Within seasons, the book is organised into chapters by vegetable.  For each one, you get a brief introduction, information on both sowing and harvesting, storage and preparation tips, and a little table showing you things like what weight of a vegetable equates to a cup, how many cups of raw vegetable you need to make a cup of cooked, or the difference between weight in the pod and weight out of it.  Frankly, the book would be worth buying for those tables alone.  You then get several pages of recipes, along with anecdotes and historical, nutritional and folkloric notes on the vegetable in question.

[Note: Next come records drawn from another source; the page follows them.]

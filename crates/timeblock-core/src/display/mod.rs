//! Markdown formatting for models and operation results.
//!
//! Domain types implement [`std::fmt::Display`] directly (see [`models`]);
//! wrapper types in [`results`] and [`datetime`] cover output that needs
//! extra context. The CLI renders the markdown through termimad.
//!
//! ```rust
//! use jiff::civil::date;
//! use timeblock_core::{display::Minutes, models::Week};
//!
//! let week = Week::build(date(2025, 1, 22));
//! assert!(week.to_string().starts_with("# Week of 2025-01-20 to 2025-01-26"));
//! assert_eq!(Minutes(95).to_string(), "1h 35m");
//! ```

pub mod datetime;
pub mod models;
mod plan;
pub mod results;

pub use datetime::{DayHeading, LocalDateTime, Minutes};
pub use models::TaskLine;
pub use results::{CreateResult, PostponeResult, UpdateResult};
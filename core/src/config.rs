//! Client construction options.

use std::fmt;
use std::str::FromStr;

use serde::Deserialize;

use crate::error::MauticError;

/// How much diagnostic output the client emits through `tracing`.
///
/// Only gates logging; never changes what a call returns.
#[derive(Debug, Clone, Copy, Default, PartialEq, Eq, Deserialize)]
#[serde(rename_all = "lowercase")]
pub enum LogLevel {
    #[default]
    None,
    /// Transport failures and API errors.
    Error,
    /// Everything, including every request sent.
    Verbose,
}

impl LogLevel {
    pub fn logs_errors(self) -> bool {
        self != LogLevel::None
    }

    pub fn logs_calls(self) -> bool {
        self == LogLevel::Verbose
    }
}

impl FromStr for LogLevel {
    type Err = MauticError;

    fn from_str(s: &str) -> Result<Self, Self::Err> {
        match s {
            "none" => Ok(LogLevel::None),
            "error" => Ok(LogLevel::Error),
            "verbose" => Ok(LogLevel::Verbose),
            other => Err(MauticError::invalid_argument(format!(
                "unknown log level \"{other}\", expected none, error or verbose"
            ))),
        }
    }
}

/// Everything needed to construct a `MauticClient`.
///
/// Deserializes from the camelCase shape used by existing configuration
/// files: `{"apiUrl", "username", "password", "logLevel", "timeoutInSeconds"}`.
#[derive(Clone, Deserialize)]
#[serde(rename_all = "camelCase")]
pub struct ClientConfig {
    pub api_url: String,
    pub username: String,
    pub password: String,
    #[serde(default)]
    pub log_level: LogLevel,
    #[serde(default)]
    pub timeout_in_seconds: Option<f64>,
}

impl ClientConfig {
    pub fn new(api_url: impl Into<String>, username: impl Into<String>, password: impl Into<String>) -> Self {
        Self {
            api_url: api_url.into(),
            username: username.into(),
            password: password.into(),
            log_level: LogLevel::None,
            timeout_in_seconds: None,
        }
    }

    pub fn with_log_level(mut self, log_level: LogLevel) -> Self {
        self.log_level = log_level;
        self
    }

    pub fn with_timeout_in_seconds(mut self, seconds: f64) -> Self {
        self.timeout_in_seconds = Some(seconds);
        self
    }

    /// Per-call timeout in milliseconds; `None` when unset or not positive.
    pub fn timeout_ms(&self) -> Option<u64> {
        self.timeout_in_seconds
            .map(|seconds| (seconds * 1000.0).round())
            .filter(|ms| *ms >= 1.0)
            .map(|ms| ms as u64)
    }
}

impl fmt::Debug for ClientConfig {
    fn fmt(&self, f: &mut fmt::Formatter<'_>) -> fmt::Result {
        f.debug_struct("ClientConfig")
            .field("api_url", &self.api_url)
            .field("username", &self.username)
            .field("password", &"<redacted>")
            .field("log_level", &self.log_level)
            .field("timeout_in_seconds", &self.timeout_in_seconds)
            .finish()
    }
}
//! Error types for the Mautic client.
//!
//! # Design
//! Each failure kind gets its own variant so callers can match on it instead
//! of inspecting messages. `Api` displays exactly the joined `code: message`
//! text.
//! `Transport` displays the host's original error as is: it is boxed, never
//! reshaped, and can be recovered with `downcast_ref`.

use std::fmt;

use serde::Serialize;
use thiserror::Error;

/// Result type alias for client operations.
pub type Result<T> = std::result::Result<T, MauticError>;

/// Boxed error coming from the host's transport.
pub type TransportError = Box<dyn std::error::Error + Send + Sync + 'static>;

/// Errors returned by `MauticClient` and the resource APIs.
#[derive(Debug, Error)]
pub enum MauticError {
    /// A guard rejected its input. Raised before any request is built.
    #[error("invalid argument: {0}")]
    InvalidArgument(String),

    /// The transport failed to produce a response (connection, DNS, timeout).
    #[error("{0}")]
    Transport(TransportError),

    /// The response body is not valid JSON.
    #[error("malformed response body: {0}")]
    MalformedResponse(#[source] serde_json::Error),

    /// The remote API answered with a truthy `errors` field.
    #[error("{0}")]
    Api(NormalizedError),

    /// A request body could not be serialized to JSON.
    #[error("serialization failed: {0}")]
    Serialization(#[source] serde_json::Error),
}

impl MauticError {
    pub fn invalid_argument<S: Into<String>>(message: S) -> Self {
        Self::InvalidArgument(message.into())
    }

    /// The normalized API error, if this is one.
    pub fn api_error(&self) -> Option<&NormalizedError> {
        match self {
            MauticError::Api(err) => Some(err),
            _ => None,
        }
    }
}

/// One entry of a remote error payload.
#[derive(Debug, Clone, PartialEq, Eq, Serialize)]
pub struct ErrorDetail {
    pub code: String,
    pub message: String,
}

impl fmt::Display for ErrorDetail {
    fn fmt(&self, f: &mut fmt::Formatter<'_>) -> fmt::Result {
        write!(f, "{}: {}", self.code, self.message)
    }
}

/// Uniform shape for heterogeneous remote error payloads.
///
/// `message` is every detail rendered as `code: message`, joined by `", "`.
#[derive(Debug, Clone, PartialEq, Eq, Serialize)]
pub struct NormalizedError {
    pub message: String,
    pub details: Vec<ErrorDetail>,
}

impl NormalizedError {
    pub fn new(details: Vec<ErrorDetail>) -> Self {
        let message = details
            .iter()
            .map(ToString::to_string)
            .collect::<Vec<_>>()
            .join(", ");
        Self { message, details }
    }
}

impl fmt::Display for NormalizedError {
    fn fmt(&self, f: &mut fmt::Formatter<'_>) -> fmt::Result {
        f.write_str(&self.message)
    }
}

impl std::error::Error for NormalizedError {}
//! Resource groups and their standard endpoints.
//!
//! Most groups share the same URL layout below their prefix:
//!
//! | operation      | request                                   |
//! |----------------|-------------------------------------------|
//! | get            | `GET {prefix}/{id}`                       |
//! | list           | `GET {prefix}?query`                      |
//! | create         | `POST {prefix}/new`                       |
//! | edit           | `PUT` or `PATCH {prefix}/{id}/edit`       |
//! | delete         | `DELETE {prefix}/{id}/delete`             |
//! | add contact    | `POST {prefix}/{id}/contact/{cid}/add`    |
//! | remove contact | `POST {prefix}/{id}/contact/{cid}/remove` |
//!
//! `ResourceApi` builds these for any [`Resource`]. Groups with extra or
//! irregular endpoints get their own API types elsewhere in the crate.

use std::fmt::Display;

use serde::Serialize;

use crate::client::MauticClient;
use crate::error::Result;
use crate::http::{HttpMethod, HttpRequest};
use crate::params::QueryParams;
use crate::request::{edit_method, to_json_body};

/// A named group of endpoints sharing a URL prefix.
#[derive(Debug, Clone, Copy, PartialEq, Eq, Hash)]
pub enum Resource {
    Assets,
    Campaigns,
    Categories,
    Companies,
    Contacts,
    Dashboard,
    DynamicContent,
    Emails,
    Forms,
    MarketingMessages,
    Notes,
    Notifications,
    Pages,
    PointActions,
    PointTriggers,
    Roles,
    Segments,
    Stages,
    Stats,
    TextMessages,
    Themes,
    Tweets,
    Users,
    Webhooks,
}

impl Resource {
    pub const ALL: [Resource; 24] = [
        Resource::Assets,
        Resource::Campaigns,
        Resource::Categories,
        Resource::Companies,
        Resource::Contacts,
        Resource::Dashboard,
        Resource::DynamicContent,
        Resource::Emails,
        Resource::Forms,
        Resource::MarketingMessages,
        Resource::Notes,
        Resource::Notifications,
        Resource::Pages,
        Resource::PointActions,
        Resource::PointTriggers,
        Resource::Roles,
        Resource::Segments,
        Resource::Stages,
        Resource::Stats,
        Resource::TextMessages,
        Resource::Themes,
        Resource::Tweets,
        Resource::Users,
        Resource::Webhooks,
    ];

    /// URL prefix below `/api`.
    pub fn prefix(self) -> &'static str {
        match self {
            Resource::Assets => "/assets",
            Resource::Campaigns => "/campaigns",
            Resource::Categories => "/categories",
            Resource::Companies => "/companies",
            Resource::Contacts => "/contacts",
            Resource::Dashboard => "/data",
            Resource::DynamicContent => "/dynamiccontents",
            Resource::Emails => "/emails",
            Resource::Forms => "/forms",
            Resource::MarketingMessages => "/messages",
            Resource::Notes => "/notes",
            Resource::Notifications => "/notifications",
            Resource::Pages => "/pages",
            Resource::PointActions => "/points",
            Resource::PointTriggers => "/points/triggers",
            Resource::Roles => "/roles",
            Resource::Segments => "/segments",
            Resource::Stages => "/stages",
            Resource::Stats => "/stats",
            Resource::TextMessages => "/smses",
            Resource::Themes => "/themes",
            Resource::Tweets => "/tweets",
            Resource::Users => "/users",
            Resource::Webhooks => "/hooks",
        }
    }
}

/// Standard endpoints of one resource group.
#[derive(Debug, Clone, Copy)]
pub struct ResourceApi<'a> {
    client: &'a MauticClient,
    resource: Resource,
}

impl<'a> ResourceApi<'a> {
    pub(crate) fn new(client: &'a MauticClient, resource: Resource) -> Self {
        Self { client, resource }
    }

    fn path(&self, suffix: &str) -> String {
        format!("{}{suffix}", self.resource.prefix())
    }

    pub fn build_get(&self, id: impl Display) -> HttpRequest {
        self.client
            .build_request(HttpMethod::Get, &self.path(&format!("/{id}")), None, None)
    }

    pub fn build_list(&self, query: Option<&QueryParams>) -> HttpRequest {
        self.client
            .build_request(HttpMethod::Get, self.resource.prefix(), query, None)
    }

    pub fn build_create<B: Serialize + ?Sized>(&self, body: &B) -> Result<HttpRequest> {
        Ok(self.client.build_request(
            HttpMethod::Post,
            &self.path("/new"),
            None,
            Some(to_json_body(body)?),
        ))
    }

    /// `method` must be `"PUT"` (replace) or `"PATCH"` (merge).
    pub fn build_edit<B: Serialize + ?Sized>(&self, method: &str, id: impl Display, body: &B) -> Result<HttpRequest> {
        let method = edit_method(method)?;
        Ok(self.client.build_request(
            method,
            &self.path(&format!("/{id}/edit")),
            None,
            Some(to_json_body(body)?),
        ))
    }

    pub fn build_delete(&self, id: impl Display) -> HttpRequest {
        self.client
            .build_request(HttpMethod::Delete, &self.path(&format!("/{id}/delete")), None, None)
    }

    pub fn build_add_contact(&self, id: impl Display, contact_id: impl Display) -> HttpRequest {
        self.client.build_request(
            HttpMethod::Post,
            &self.path(&format!("/{id}/contact/{contact_id}/add")),
            None,
            None,
        )
    }

    pub fn build_remove_contact(&self, id: impl Display, contact_id: impl Display) -> HttpRequest {
        self.client.build_request(
            HttpMethod::Post,
            &self.path(&format!("/{id}/contact/{contact_id}/remove")),
            None,
            None,
        )
    }

    /// `GET {prefix}/{suffix}` for the group's one-off listing endpoints,
    /// e.g. `campaigns/{id}/contacts` or `hooks/triggers`.
    pub fn build_get_path(&self, suffix: &str) -> HttpRequest {
        self.client
            .build_request(HttpMethod::Get, &self.path(&format!("/{suffix}")), None, None)
    }
}
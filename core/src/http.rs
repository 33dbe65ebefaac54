//! HTTP transport types for the host-does-IO pattern.
//!
//! # Design
//! These types describe HTTP requests and responses as plain data. The core
//! crate builds `HttpRequest` values and interprets `HttpResponse` values
//! without ever touching the network. The host executes the I/O, either by
//! hand or through an implementation of [`Transport`].
//!
//! All fields use owned types (`String`, `Vec`) so a request can be handed to
//! another thread or runtime without lifetime concerns.

use std::fmt;

/// HTTP method for a request.
#[derive(Debug, Clone, Copy, PartialEq, Eq)]
pub enum HttpMethod {
    Get,
    Post,
    Put,
    Patch,
    Delete,
}

impl HttpMethod {
    pub fn as_str(&self) -> &'static str {
        match self {
            HttpMethod::Get => "GET",
            HttpMethod::Post => "POST",
            HttpMethod::Put => "PUT",
            HttpMethod::Patch => "PATCH",
            HttpMethod::Delete => "DELETE",
        }
    }
}

impl fmt::Display for HttpMethod {
    fn fmt(&self, f: &mut fmt::Formatter<'_>) -> fmt::Result {
        f.write_str(self.as_str())
    }
}

/// A fully resolved HTTP request described as plain data.
///
/// Built by `MauticClient::build_request` and the resource APIs. Contains no
/// unresolved placeholders: `url` already carries the query string, and the
/// authentication headers are set.
#[derive(Debug, Clone, PartialEq, Eq)]
pub struct HttpRequest {
    pub method: HttpMethod,
    pub url: String,
    pub headers: Vec<(String, String)>,
    pub body: Option<String>,
    /// Per-call timeout in milliseconds. `None` leaves the transport default.
    pub timeout_ms: Option<u64>,
}

/// Everything a transport needs besides the URL.
#[derive(Debug, Clone, PartialEq, Eq)]
pub struct RequestParts {
    pub method: HttpMethod,
    pub headers: Vec<(String, String)>,
    pub body: Option<String>,
    pub timeout_ms: Option<u64>,
}

impl HttpRequest {
    /// Look up a header value by case-insensitive name.
    pub fn header(&self, name: &str) -> Option<&str> {
        self.headers
            .iter()
            .find(|(key, _)| key.eq_ignore_ascii_case(name))
            .map(|(_, value)| value.as_str())
    }

    /// Split off the URL from the rest of the transport parameters.
    pub fn into_parts(self) -> (String, RequestParts) {
        (
            self.url,
            RequestParts {
                method: self.method,
                headers: self.headers,
                body: self.body,
                timeout_ms: self.timeout_ms,
            },
        )
    }
}

/// Response body as handed over by the transport.
///
/// Some HTTP stacks decode JSON themselves; others only return text. Both are
/// accepted by the response interpreter.
#[derive(Debug, Clone, PartialEq)]
pub enum RawBody {
    Text(String),
    Json(serde_json::Value),
}

impl From<String> for RawBody {
    fn from(text: String) -> Self {
        RawBody::Text(text)
    }
}

impl From<&str> for RawBody {
    fn from(text: &str) -> Self {
        RawBody::Text(text.to_string())
    }
}

impl From<serde_json::Value> for RawBody {
    fn from(value: serde_json::Value) -> Self {
        RawBody::Json(value)
    }
}

/// An HTTP response described as plain data.
///
/// Constructed by the host after executing an `HttpRequest`, then passed to
/// `MauticClient::parse_response`.
#[derive(Debug, Clone, PartialEq)]
pub struct HttpResponse {
    pub status: u16,
    pub headers: Vec<(String, String)>,
    pub body: RawBody,
}

impl HttpResponse {
    pub fn new(status: u16, body: impl Into<RawBody>) -> Self {
        Self {
            status,
            headers: Vec::new(),
            body: body.into(),
        }
    }
}

/// The capability that executes a request over the network.
///
/// Implementations must return non-2xx responses as `Ok`: the status code is
/// not what decides success, the body is. `Err` is reserved for failures
/// where no response was obtained (connection refused, DNS, timeout).
pub trait Transport {
    type Error: std::error::Error + Send + Sync + 'static;

    fn send(&self, request: HttpRequest) -> Result<HttpResponse, Self::Error>;
}

impl<T: Transport + ?Sized> Transport for &T {
    type Error = T::Error;

    fn send(&self, request: HttpRequest) -> Result<HttpResponse, Self::Error> {
        (**self).send(request)
    }
}
//! Response interpretation: body parsing, success/failure classification, and
//! error normalization.
//!
//! # Design
//! The HTTP status code is deliberately not consulted. The API reports
//! failures through an `errors` field in the body, and that field is the only
//! signal used. A body that is not JSON at all is a `MalformedResponse`.

use serde_json::Value;

use crate::error::{ErrorDetail, MauticError, NormalizedError, Result};
use crate::http::{HttpResponse, RawBody};

/// Outcome of classifying a parsed body.
#[derive(Debug, Clone, PartialEq)]
pub enum Outcome {
    Success(Value),
    /// Carries the raw `errors` field.
    Failure(Value),
}

/// Decode the body, passing already-decoded JSON through.
pub fn parse_body(raw: RawBody) -> Result<Value> {
    match raw {
        RawBody::Json(value) => Ok(value),
        RawBody::Text(text) => serde_json::from_str(&text).map_err(MauticError::MalformedResponse),
    }
}

/// A truthy `errors` field means failure; anything else is success.
pub fn classify(body: Value) -> Outcome {
    match body.get("errors") {
        Some(errors) if is_truthy(errors) => Outcome::Failure(errors.clone()),
        _ => Outcome::Success(body),
    }
}

/// Normalize an `errors` field into a list of `{code, message}`.
///
/// A lone object becomes a one-element list, an array is taken as is, and
/// anything else yields an empty list.
pub fn normalize_errors(errors: &Value) -> NormalizedError {
    let details = match errors {
        Value::Object(_) => vec![detail(errors)],
        Value::Array(items) => items.iter().map(detail).collect(),
        _ => Vec::new(),
    };
    NormalizedError::new(details)
}

/// Parse, classify, and normalize in one step.
pub fn interpret(response: HttpResponse) -> Result<Value> {
    match classify(parse_body(response.body)?) {
        Outcome::Success(value) => Ok(value),
        Outcome::Failure(errors) => Err(MauticError::Api(normalize_errors(&errors))),
    }
}

fn detail(error: &Value) -> ErrorDetail {
    ErrorDetail {
        code: field_text(error.get("code")),
        message: field_text(error.get("message")),
    }
}

fn field_text(value: Option<&Value>) -> String {
    match value {
        None | Some(Value::Null) => String::new(),
        Some(Value::String(s)) => s.clone(),
        Some(other) => other.to_string(),
    }
}

fn is_truthy(value: &Value) -> bool {
    match value {
        Value::Null => false,
        Value::Bool(b) => *b,
        Value::Number(n) => n.as_f64().is_some_and(|f| f != 0.0),
        Value::String(s) => !s.is_empty(),
        Value::Array(_) | Value::Object(_) => true,
    }
}

#[cfg(test)]
mod tests {
    use serde_json::json;

    use super::*;

    #[test]
    fn parse_passes_decoded_json_through() {
        let value = json!({"contact": {"id": 5}});
        assert_eq!(parse_body(RawBody::Json(value.clone())).unwrap(), value);
    }

    #[test]
    fn parse_decodes_text() {
        assert_eq!(parse_body(RawBody::from(r#"{"total":"1"}"#)).unwrap(), json!({"total": "1"}));
    }

    #[test]
    fn parse_rejects_non_json() {
        let err = parse_body(RawBody::from("<html>502</html>")).unwrap_err();
        assert!(matches!(err, MauticError::MalformedResponse(_)));
    }

    #[test]
    fn success_returns_body_unchanged() {
        let body = json!({"contact": {"id": 5}});
        assert_eq!(classify(body.clone()), Outcome::Success(body));
    }

    #[test]
    fn falsy_errors_field_is_success() {
        for errors in [json!(null), json!(false), json!(0), json!("")] {
            let body = json!({"errors": errors, "total": 0});
            assert!(matches!(classify(body), Outcome::Success(_)), "{errors}");
        }
    }

    #[test]
    fn empty_array_is_still_a_failure() {
        let outcome = classify(json!({"errors": []}));
        assert_eq!(outcome, Outcome::Failure(json!([])));
        assert_eq!(normalize_errors(&json!([])).message, "");
    }

    #[test]
    fn array_of_errors_is_joined() {
        let err = normalize_errors(&json!([
            {"code": 400, "message": "email: This field is required."},
            {"code": 422, "message": "bad"}
        ]));
        assert_eq!(err.message, "400: email: This field is required., 422: bad");
        assert_eq!(err.details.len(), 2);
        assert_eq!(err.details[1].code, "422");
    }

    #[test]
    fn lone_error_object_is_wrapped() {
        let err = normalize_errors(&json!({"code": 401, "message": "unauthorized"}));
        assert_eq!(err.details.len(), 1);
        assert_eq!(err.message, "401: unauthorized");
    }

    #[test]
    fn malformed_errors_field_gives_empty_list() {
        let err = normalize_errors(&json!("something broke"));
        assert!(err.details.is_empty());
        assert_eq!(err.message, "");
    }

    #[test]
    fn interpret_builds_api_error() {
        let response = HttpResponse::new(200, r#"{"errors":[{"code":1,"message":"bad"}]}"#);
        let err = interpret(response).unwrap_err();
        assert_eq!(err.to_string(), "1: bad");
        assert!(matches!(err, MauticError::Api(_)));
    }

    #[test]
    fn interpret_ignores_status_code() {
        let response = HttpResponse::new(500, json!({"contact": {"id": 5}}));
        assert_eq!(interpret(response).unwrap(), json!({"contact": {"id": 5}}));
    }
}
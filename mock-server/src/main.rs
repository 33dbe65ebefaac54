use tokio::net::TcpListener;
use tracing_subscriber::EnvFilter;

#[tokio::main]
async fn main() -> Result<(), std::io::Error> {
    tracing_subscriber::fmt()
        .with_env_filter(EnvFilter::try_from_default_env().unwrap_or_else(|_| EnvFilter::new("info")))
        .init();

    let port = std::env::var("PORT").unwrap_or_else(|_| "3000".to_string());
    let username = std::env::var("MAUTIC_USERNAME").unwrap_or_else(|_| "admin".to_string());
    let password = std::env::var("MAUTIC_PASSWORD").unwrap_or_else(|_| "admin".to_string());
    let listener = TcpListener::bind(format!("127.0.0.1:{port}")).await?;
    mock_server::run(listener, &username, &password).await
}
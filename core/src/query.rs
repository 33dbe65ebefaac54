//! Query-string encoders.
//!
//! Two encodings are supported. `encode_query` is the regular one, used by
//! every list endpoint. `encode_filter_query` expands each pair into the
//! `where[i][col|val|expr]` triplets understood by the filtering endpoints;
//! it writes values verbatim, without percent-encoding.

use percent_encoding::{utf8_percent_encode, AsciiSet, NON_ALPHANUMERIC};

use crate::params::{QueryParams, QueryValue};

/// URI component set: everything but `A-Z a-z 0-9 - _ . ! ~ * ' ( )`.
const COMPONENT: &AsciiSet = &NON_ALPHANUMERIC
    .remove(b'-')
    .remove(b'_')
    .remove(b'.')
    .remove(b'!')
    .remove(b'~')
    .remove(b'*')
    .remove(b'\'')
    .remove(b'(')
    .remove(b')');

fn encode(value: &str) -> String {
    utf8_percent_encode(value, COMPONENT).to_string()
}

/// Encode parameters as `key=value` pairs joined by `&`, without the `?`.
///
/// Arrays expand to one `key[]=element` pair per element, in order.
/// Undefined entries are skipped. Values are percent-encoded; keys are not.
pub fn encode_query(params: &QueryParams) -> String {
    let mut pairs = Vec::new();
    for (key, value) in params.defined() {
        match value {
            QueryValue::Array(items) => {
                for item in items {
                    pairs.push(format!("{key}[]={}", encode(&item.to_string())));
                }
            }
            other => pairs.push(format!("{key}={}", encode(&other.to_string()))),
        }
    }
    pairs.join("&")
}

/// Encode parameters as equality filters: `where[i][col]=key&where[i][val]=value&where[i][expr]=eq`.
///
/// `i` counts defined entries only, so skipped undefined keys leave no gaps.
pub fn encode_filter_query(params: &QueryParams) -> String {
    params
        .defined()
        .enumerate()
        .map(|(i, (key, value))| {
            format!("where[{i}][col]={key}&where[{i}][val]={value}&where[{i}][expr]=eq")
        })
        .collect::<Vec<_>>()
        .join("&")
}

The recipes themselves are tasty and work very reliably, but I would call them practical rather than inspiring.  This is not a bad thing; Chesman is spectacularly good at introducing you to a vegetable, showing you what to do with it both practically and in terms of flavour (and she’s very good at the sort of recipe which gets out of the way and lets the vegetable speak for itself), and pointing the way towards other ideas.  I have found that this is my go-to book when I have a vegetable I don’t know what to do with, but that I use it a lot less once I’ve started developing my own ideas about vegetables.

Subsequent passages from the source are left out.